**Exercise goal**
Print out the full listing below, word for word.

**Exercise materials**
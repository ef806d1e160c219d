//! # Memory Sensor
//!
//! A camera sensor backed by a raw buffer already sitting in memory.
//!
//! Responsibilities:
//! - Present a `RawStreamConfig` through the `CameraSensor` contract
//! - Report the single media-bus code and size the buffer provides
//! - Reject every request that would need a different format, transform,
//!   control value or test pattern
//!
//! Pipelines construct it explicitly; it is never matched against media
//! graph entities.
//!
//! ## Usage Example
//!
//! ```
//! use contracts::{CameraSensor, PixelFormat, RawStreamConfig, Size};
//! use memory_sensor::MemorySensor;
//!
//! let raw = RawStreamConfig::new(PixelFormat::Srggb10_Csi2p, Size::new(1920, 1080));
//! let sensor = MemorySensor::new(&raw).unwrap();
//!
//! let code = sensor.mbus_codes()[0];
//! assert_eq!(sensor.sizes(code), vec![Size::new(1920, 1080)]);
//! ```

mod sensor;

pub use sensor::{MemorySensor, MEMORY_SENSOR_MODEL};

**Output of the task**
repository ef806d1e160c219d
//! # Memory Sensor
//!
//! A camera sensor backed by a raw buffer already sitting in memory.
//!
//! Responsibilities:
//! - Present a `RawStreamConfig` through the `CameraSensor` contract
//! - Report the single media-bus code and size the buffer provides
//! - Reject every request that would need a different format, transform,
//!   control value or test pattern
//!
//! Pipelines construct it explicitly; it is never matched against media
//! graph entities.
//!
//! ## Usage Example
//!
//! ```
//! use contracts::{CameraSensor, PixelFormat, RawStreamConfig, Size};
//! use memory_sensor::MemorySensor;
//!
//! let raw = RawStreamConfig::new(PixelFormat::Srggb10_Csi2p, Size::new(1920, 1080));
//! let sensor = MemorySensor::new(&raw).unwrap();
//!
//! let code = sensor.mbus_codes()[0];
//! assert_eq!(sensor.sizes(code), vec![Size::new(1920, 1080)]);
//! ```

mod sensor;

pub use sensor::{MemorySensor, MEMORY_SENSOR_MODEL};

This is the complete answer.